Может, он специально хотел вывернуться наружу: "Да, вот я такой, бесчувственный шкурник..."?
Лодька молчал.
— А ты стал совсем бледный и тощий, — сказал Борька.
— Не бойся, я на Текутьевское не собираюсь, — буркнул Лодька и на всякий случай тайком сцепил в замочек пальцы.
Борька встряхнулся:
— Лодь, я пойду. Монька ждет, мы должны сегодня дрова пилить. Если опоздаю, он опять раскричится...
— Ну, пока... — ровным голосом отозвался Лодька.
— А ты... как тебя выпустят, сразу приходи, ладно?
— Приду...
Лодька "вырвался на свободу" не в понедельник, а в воскресенье. И поспешил не сразу к Борьке, а сперва — к Стасе.
Она увидела его и... расцвела.
— Лодик... наконец-то... а я думала...
— А что ты думала? — удивился он. — Разве не знала, что меня не выпускают?
— Я... не знала.
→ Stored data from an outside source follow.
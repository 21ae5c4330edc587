use serde::{Deserialize, Serialize};

use crate::query::MatchField;
use crate::render::{RenderBlock, RenderEntry, RenderPlan};

#[derive(Debug, Clone, Serialize, Deserialize, PartialEq, Eq)]
pub struct SearchInputRequest {
    pub term: String,
}

#[derive(Debug, Clone, Serialize, Deserialize, PartialEq, Eq)]
pub struct CategorySelectRequest {
    /// A category name, or the `"all"` sentinel.
    pub category: String,
}

#[derive(Debug, Clone, Serialize, Deserialize, PartialEq, Eq)]
#[serde(tag = "kind", content = "payload", rename_all = "snake_case")]
pub enum CoreRequest {
    InitialRender,
    SearchInput(SearchInputRequest),
    CategorySelect(CategorySelectRequest),
    Categories,
}

#[derive(Debug, Clone, Copy, Serialize, Deserialize, PartialEq, Eq)]
#[serde(rename_all = "snake_case")]
pub enum MatchFieldDto {
    Name,
    Description,
}

#[derive(Debug, Clone, Serialize, Deserialize, PartialEq, Eq)]
pub struct RenderEntryDto {
    pub display_name: String,
    pub name: String,
    pub description: String,
    pub matched: Option<MatchFieldDto>,
}

#[derive(Debug, Clone, Copy, Serialize, Deserialize, PartialEq, Eq)]
pub struct EntranceDto {
    pub delay_ms: u32,
    pub duration_ms: u32,
}

#[derive(Debug, Clone, Serialize, Deserialize, PartialEq, Eq)]
pub struct RenderBlockDto {
    pub title: String,
    pub entries: Vec<RenderEntryDto>,
    pub changed: bool,
    pub entrance: EntranceDto,
}

#[derive(Debug, Clone, Serialize, Deserialize, PartialEq, Eq)]
pub struct RenderPlanDto {
    pub blocks: Vec<RenderBlockDto>,
}

#[derive(Debug, Clone, Serialize, Deserialize, PartialEq, Eq)]
pub struct CategoriesResponse {
    pub categories: Vec<String>,
}

#[derive(Debug, Clone, Serialize, Deserialize, PartialEq, Eq)]
#[serde(tag = "kind", content = "payload", rename_all = "snake_case")]
pub enum CoreResponse {
    Plan(RenderPlanDto),
    Categories(CategoriesResponse),
}

impl From<MatchField> for MatchFieldDto {
    fn from(value: MatchField) -> Self {
        match value {
            MatchField::Name => Self::Name,
            MatchField::Description => Self::Description,
        }
    }
}

impl From<RenderEntry> for RenderEntryDto {
    fn from(value: RenderEntry) -> Self {
        Self {
            display_name: value.display_name,
            name: value.name,
            description: value.description,
            matched: value.matched.map(MatchFieldDto::from),
        }
    }
}

impl From<RenderBlock> for RenderBlockDto {
    fn from(value: RenderBlock) -> Self {
        Self {
            title: value.title,
            changed: value.changed,
            entrance: EntranceDto {
                delay_ms: value.entrance.delay_ms,
                duration_ms: value.entrance.duration_ms,
            },
            entries: value.entries.into_iter().map(RenderEntryDto::from).collect(),
        }
    }
}

impl From<RenderPlan> for RenderPlanDto {
    fn from(value: RenderPlan) -> Self {
        Self {
            blocks: value.blocks.into_iter().map(RenderBlockDto::from).collect(),
        }
    }
}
А что случилось?
— Борис разве ничего не сказал? Я валялся с ангиной. Почти две недели...
— Ой, мамочка... — Стася взяла себя за щеки. — А я-то думала... дура такая...
Лодька испугался:
— Что ты думала?!
— Да, я ненормальная... Думала, ты на меня обиделся...
— За что?!
— Я же говорю: ненормальная... Мне вдруг придумалось, будто ты сердишься за подарок. За "Острова". Потому что они такие растрепанные...
— В самом деле ненормальная. Мы же так здорово играли тогда... А почему ты ни разу не пришла?
— Я... считала, что ты на меня злишься.
— Уф... — выдохнул Лодька, глядя в потолок. Этим он высказал краткое мнение о девичьем уме.
— Лодь... ты извини...
— Да брось ты! Все позади... Только вот на каток мне пока нельзя.
— Ну и ладно! Все равно весна на носу!
Лодьке было хорошо у Стаси. Они сидели и разговаривали часа два. Лодька рассказал про все, что было. И про Зину. Стася была с ней не знакома.
— Я слышала, что умерла десятиклассница, которая долго болела. Но на похороны ходили только старшие...
— Слушай, значит, Борька тебе про мою ангину не сказал ни словечка? — еще раз переспросил Лодька.
— Даже ни полсловечка. Он же не появлялся у меня. И на катке не был...
— Ну, Ар-ронский... — И Лодька отправился к Борьке сказать все, что думает.
Борька сидел дома и читал "Девяносто третий год" Гюго.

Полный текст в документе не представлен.